━━ MATERIALS PROVIDED ━━

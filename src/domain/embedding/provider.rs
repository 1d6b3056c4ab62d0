//! Embedding provider trait definition

use async_trait::async_trait;
use std::fmt::Debug;

use crate::domain::DomainError;

/// Maps text to a fixed-dimension vector (OpenAI, local models, etc.)
///
/// Implementations are shared between request handlers and cache workers,
/// so they must be usable concurrently through `&self`.
#[async_trait]
pub trait EmbeddingProvider: Send + Sync + Debug {
    /// Embed a single text
    async fn embed(&self, text: &str) -> Result<Vec<f32>, DomainError>;

    /// Get the provider name
    fn provider_name(&self) -> &'static str;

    /// Dimension of every vector this provider returns
    fn dimensions(&self) -> usize;
}
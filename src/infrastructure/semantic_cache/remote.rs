//! Client for a semantic cache engine hosted by the `cache` service

use async_trait::async_trait;
use serde::{Deserialize, Serialize};
use tracing::{debug, warn};

use crate::domain::{CacheLookupResult, CacheRecord, DomainError, SemanticCache};
use crate::infrastructure::llm::HttpClientTrait;

/// Semantic cache reached over the cache service's JSON endpoints
#[derive(Debug)]
pub struct RemoteSemanticCache<C: HttpClientTrait> {
    client: C,
    base_url: String,
}

#[derive(Debug, Serialize)]
struct LookupRequest<'a> {
    prompt: &'a str,
    model: &'a str,
}

#[derive(Debug, Deserialize)]
struct RecordResponse {
    accepted: bool,
}

impl<C: HttpClientTrait> RemoteSemanticCache<C> {
    pub fn new(client: C, base_url: impl Into<String>) -> Self {
        Self {
            client,
            base_url: base_url.into().trim_end_matches('/').to_string(),
        }
    }

    fn url(&self, operation: &str) -> String {
        format!("{}/v1/cache/{}", self.base_url, operation)
    }

    fn headers(&self) -> Vec<(&str, &str)> {
        vec![("Content-Type", "application/json")]
    }
}

#[async_trait]
impl<C: HttpClientTrait> SemanticCache for RemoteSemanticCache<C> {
    async fn lookup(&self, prompt: &str, model: &str) -> Result<CacheLookupResult, DomainError> {
        let body = serde_json::to_value(LookupRequest { prompt, model })
            .map_err(|e| DomainError::internal(e.to_string()))?;

        let response = self
            .client
            .post_json(&self.url("lookup"), self.headers(), &body)
            .await
            .map_err(|e| DomainError::cache(format!("Remote lookup failed: {}", e)))?;

        serde_json::from_value(response)
            .map_err(|e| DomainError::cache(format!("Invalid lookup response: {}", e)))
    }

    async fn record(&self, record: CacheRecord) -> bool {
        let body = match serde_json::to_value(&record) {
            Ok(body) => body,
            Err(e) => {
                warn!(error = %e, "Failed to serialize cache record");
                return false;
            }
        };

        let response = match self
            .client
            .post_json(&self.url("record"), self.headers(), &body)
            .await
        {
            Ok(response) => response,
            Err(e) => {
                warn!(model = %record.model, error = %e, "Remote cache record failed");
                return false;
            }
        };

        serde_json::from_value::<RecordResponse>(response)
            .map(|r| r.accepted)
            .unwrap_or(false)
    }

    async fn shutdown(&self) {
        // The engine's lifecycle belongs to the cache service
        debug!(url = %self.base_url, "Detached from remote semantic cache");
    }
}
//! OpenAI-compatible API types
//!
//! These types mirror the OpenAI API format for compatibility.

pub mod cache;
pub mod chat;
pub mod error;
pub mod json;

pub use cache::{LookupRequest, RecordResponse};
pub use chat::{
    ChatCompletionRequest, ChatCompletionStreamChoice, ChatCompletionStreamResponse, ChatMessage,
    ChatMessageRole, ContentPart, DeltaContent, FinishReason, MessageContent,
};
pub use error::{ApiError, ApiErrorResponse, ApiErrorType};
pub use json::Json;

━━━

From the data above, say how many lines include "engine", and write nothing but the number.

• RESPONSE AREA: 2